July 16, 2009

HARRISONBURG—Today in his weekly “Strategic Interests” column for the World Defense Review, Dr. J. Peter Pham, Director of the Nelson Institute for International and Public Affairs at James Madison University, argues that amid the worsening security situation in Somalia, “an example already exists of the emergence of a stable and peaceful Somali state: the Republic of Somaliland” which “illustrates how a [political] process that is viewed as legitimate and supported by the populace can also address the international community’s interests about issues ranging from humanitarian concerns to maritime piracy to transnational terrorism.”

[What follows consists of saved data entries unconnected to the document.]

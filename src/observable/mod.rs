//! A minimal cold observable.
//!
//! Only the pieces [`RequestObservable`] needs are here: an [`Observable`] is
//! a subscribe function that receives a [`Subscriber`] and returns a
//! [`Teardown`]. Nothing runs until [`Observable::subscribe`] is called, and
//! every call runs the subscribe function again.
//!
//! # Delivery Rules
//!
//! - A [`Subscriber`] forwards `next` until the first `error` or `complete`
//! - After a terminal event, or after [`Subscription::unsubscribe`], the
//!   observer is dropped and every further event is discarded
//! - [`Subscription::unsubscribe`] runs the teardown at most once
//!
//! # Examples
//!
//! ```
//! use rxhttp::observable::{FnObserver, Observable, Subscriber};
//! use std::sync::{Arc, Mutex};
//!
//! let source = Observable::new(|subscriber: Subscriber<u32>| {
//!     subscriber.next(1);
//!     subscriber.next(2);
//!     subscriber.complete();
//!     Box::new(|| {})
//! });
//!
//! let seen = Arc::new(Mutex::new(Vec::new()));
//! let sink = seen.clone();
//! let subscription = source.subscribe(FnObserver::new().on_next(move |v| sink.lock().unwrap().push(v)));
//!
//! assert_eq!(*seen.lock().unwrap(), vec![1, 2]);
//! assert!(subscription.is_closed());
//! ```

mod request;

pub use request::{CancelSource, RequestFn, RequestObservable, ResponseFuture};

use crate::error::Error;
use parking_lot::Mutex;
use std::sync::atomic::{AtomicBool, Ordering};
use std::sync::Arc;

/// Cleanup returned by a subscribe function.
pub type Teardown = Box<dyn FnOnce() + Send>;

/// Receiver of a stream's events.
pub trait Observer<T>: Send + 'static {
    /// A value was produced.
    fn next(&mut self, value: T);

    /// The stream failed. No further events follow.
    fn error(&mut self, err: Error) {
        tracing::debug!("unhandled error in subscription: {}", err);
    }

    /// The stream finished. No further events follow.
    fn complete(&mut self) {}
}

type NextFn<T> = Box<dyn FnMut(T) + Send>;
type ErrorFn = Box<dyn FnMut(Error) + Send>;
type CompleteFn = Box<dyn FnMut() + Send>;

/// An [`Observer`] assembled from closures.
///
/// Unset callbacks ignore their event, so `FnObserver::new()` is a valid
/// do-nothing observer.
pub struct FnObserver<T> {
    next: Option<NextFn<T>>,
    error: Option<ErrorFn>,
    complete: Option<CompleteFn>,
}

impl<T> FnObserver<T> {
    /// An observer that ignores every event.
    pub fn new() -> Self {
        FnObserver {
            next: None,
            error: None,
            complete: None,
        }
    }

    /// Handle values.
    pub fn on_next(mut self, f: impl FnMut(T) + Send + 'static) -> Self {
        self.next = Some(Box::new(f));
        self
    }

    /// Handle the error event.
    pub fn on_error(mut self, f: impl FnMut(Error) + Send + 'static) -> Self {
        self.error = Some(Box::new(f));
        self
    }

    /// Handle the complete event.
    pub fn on_complete(mut self, f: impl FnMut() + Send + 'static) -> Self {
        self.complete = Some(Box::new(f));
        self
    }
}

impl<T> Default for FnObserver<T> {
    fn default() -> Self {
        Self::new()
    }
}

impl<T: 'static> Observer<T> for FnObserver<T> {
    fn next(&mut self, value: T) {
        if let Some(f) = &mut self.next {
            f(value);
        }
    }

    fn error(&mut self, err: Error) {
        match &mut self.error {
            Some(f) => f(err),
            None => tracing::debug!("unhandled error in subscription: {}", err),
        }
    }

    fn complete(&mut self) {
        if let Some(f) = &mut self.complete {
            f();
        }
    }
}

struct Shared<T> {
    observer: Mutex<Option<Box<dyn Observer<T>>>>,
    closed: AtomicBool,
}

/// The producer-side handle of one subscription.
///
/// Cheap to clone; all clones feed the same observer.
pub struct Subscriber<T> {
    shared: Arc<Shared<T>>,
}

impl<T> Clone for Subscriber<T> {
    fn clone(&self) -> Self {
        Subscriber {
            shared: self.shared.clone(),
        }
    }
}

impl<T: 'static> Subscriber<T> {
    fn new(observer: Box<dyn Observer<T>>) -> Self {
        Subscriber {
            shared: Arc::new(Shared {
                observer: Mutex::new(Some(observer)),
                closed: AtomicBool::new(false),
            }),
        }
    }

    /// True once a terminal event was delivered or the consumer unsubscribed.
    pub fn is_closed(&self) -> bool {
        self.shared.closed.load(Ordering::Acquire)
    }

    /// Deliver a value.
    pub fn next(&self, value: T) {
        // The observer is taken out of the slot for the call so it can
        // unsubscribe from inside its own callback.
        let Some(mut observer) = self.shared.observer.lock().take() else {
            return;
        };
        observer.next(value);

        let mut slot = self.shared.observer.lock();
        if !self.is_closed() && slot.is_none() {
            *slot = Some(observer);
        }
    }

    /// Deliver the error event and close.
    pub fn error(&self, err: Error) {
        if let Some(mut observer) = self.take_for_terminal() {
            observer.error(err);
        }
    }

    /// Deliver the complete event and close.
    pub fn complete(&self) {
        if let Some(mut observer) = self.take_for_terminal() {
            observer.complete();
        }
    }

    fn take_for_terminal(&self) -> Option<Box<dyn Observer<T>>> {
        let mut slot = self.shared.observer.lock();
        if self.shared.closed.swap(true, Ordering::AcqRel) {
            return None;
        }
        slot.take()
    }

    fn close(&self) {
        let observer = {
            let mut slot = self.shared.observer.lock();
            self.shared.closed.store(true, Ordering::Release);
            slot.take()
        };
        drop(observer);
    }
}

/// The consumer-side handle of one subscription.
pub struct Subscription {
    closed: Arc<dyn Fn() -> bool + Send + Sync>,
    teardown: Mutex<Option<Teardown>>,
}

impl Subscription {
    /// Stop receiving events and run the teardown.
    ///
    /// Idempotent: only the first call has an effect. No observer callback
    /// starts after this returns.
    pub fn unsubscribe(&self) {
        let teardown = self.teardown.lock().take();
        if let Some(teardown) = teardown {
            teardown();
        }
    }

    /// True once the stream terminated or [`Subscription::unsubscribe`] ran.
    pub fn is_closed(&self) -> bool {
        (self.closed)()
    }
}

impl std::fmt::Debug for Subscription {
    fn fmt(&self, f: &mut std::fmt::Formatter<'_>) -> std::fmt::Result {
        f.debug_struct("Subscription")
            .field("closed", &self.is_closed())
            .finish()
    }
}

type SubscribeFn<T> = Arc<dyn Fn(Subscriber<T>) -> Teardown + Send + Sync>;

/// A cold stream defined by its subscribe function.
pub struct Observable<T> {
    subscribe_fn: SubscribeFn<T>,
}

impl<T> Clone for Observable<T> {
    fn clone(&self) -> Self {
        Observable {
            subscribe_fn: self.subscribe_fn.clone(),
        }
    }
}

impl<T: 'static> Observable<T> {
    /// Wrap a subscribe function. Nothing runs until subscription.
    pub fn new<F>(subscribe_fn: F) -> Self
    where
        F: Fn(Subscriber<T>) -> Teardown + Send + Sync + 'static,
    {
        Observable {
            subscribe_fn: Arc::new(subscribe_fn),
        }
    }

    /// Run the subscribe function for `observer`.
    pub fn subscribe<O: Observer<T>>(&self, observer: O) -> Subscription {
        let subscriber = Subscriber::new(Box::new(observer));
        let teardown = (self.subscribe_fn)(subscriber.clone());

        let status = subscriber.clone();
        Subscription {
            closed: Arc::new(move || status.is_closed()),
            teardown: Mutex::new(Some(Box::new(move || {
                subscriber.close();
                teardown();
            }))),
        }
    }
}
//! Utility functions for the HTTP client.
//!
//! This module provides helper functions for:
//! - Building request URLs from base URL, path and query parameters
//! - Retry logic with exponential backoff
//! - Status code classification

use crate::error::{Error, Result};
use crate::types::RequestConfig;
use std::time::Duration;
use url::Url;

/// Join a base URL and a relative path with exactly one slash between them.
///
/// # Examples
///
/// ```
/// use rxhttp::client::combine_urls;
///
/// assert_eq!(combine_urls("http://api/", "/users"), "http://api/users");
/// assert_eq!(combine_urls("http://api", ""), "http://api");
/// ```
pub fn combine_urls(base: &str, relative: &str) -> String {
    if relative.is_empty() {
        return base.to_string();
    }
    format!(
        "{}/{}",
        base.trim_end_matches('/'),
        relative.trim_start_matches('/')
    )
}

/// Build the full request URL for `config`.
///
/// An absolute `url` is used as is; a relative one is joined onto
/// `base_url`. Every entry of `params` is appended as a query pair.
///
/// # Errors
///
/// Returns [`Error::InvalidUrl`] when the URL is relative and no base is set,
/// or when the result does not parse.
pub fn build_url(config: &RequestConfig) -> Result<Url> {
    let raw = config.url.as_deref().unwrap_or_default();

    let mut url = match Url::parse(raw) {
        Ok(url) => url,
        Err(url::ParseError::RelativeUrlWithoutBase) => match config.base_url.as_deref() {
            Some(base) => Url::parse(&combine_urls(base, raw))?,
            None => {
                return Err(Error::InvalidUrl(format!("relative URL without base: {raw:?}")));
            }
        },
        Err(e) => return Err(e.into()),
    };

    if !config.params.is_empty() {
        let mut pairs = url.query_pairs_mut();
        for (k, v) in &config.params {
            pairs.append_pair(k, v);
        }
    }

    Ok(url)
}

/// Check if status code indicates retryable error
pub fn is_retryable_status(status: u16) -> bool {
    matches!(status, 408 | 425 | 429 | 502 | 503 | 504)
}

/// Exponential backoff delay calculation
///
/// `base` doubled once per attempt, with the exponent capped at 10.
pub fn exponential_backoff(attempt: u32, base: Duration) -> Duration {
    base.saturating_mul(2_u32.pow(attempt.min(10)))
}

After reviewing the further weakening in recent days of the “Transitional Federal Government” (TFG) as well as Somaliland’s political progress from its declaration of renewed independence in 1991 to the elections scheduled for September 27, 2009, Dr. Pham contends:

Whatever their shortcomings, the people of Somaliland have demonstrated over the course of nearly two decades a dogged commitment to peacefully resolving their internal conflicts, rebuilding their society, and forging a democratic constitutional order. Their achievements to date are nothing short of remarkable in subregion as challenging as the Horn of Africa, especially when one considers the lack of international recognition under which they labor. It is not only prejudicial to our interests, but also antithetical to our ideals, to keep this oasis of stability hostage to the vicissitudes of the conflict which the rest of the Somali territories are embroiled rather than to hold it up as an example of what the others might aspire to—and could readily achieve if they weren’t so busy fighting over the decayed carcass of a dead state and the resources which the international community stubbornly continues to throw at it in hopes of reanimating the corpse.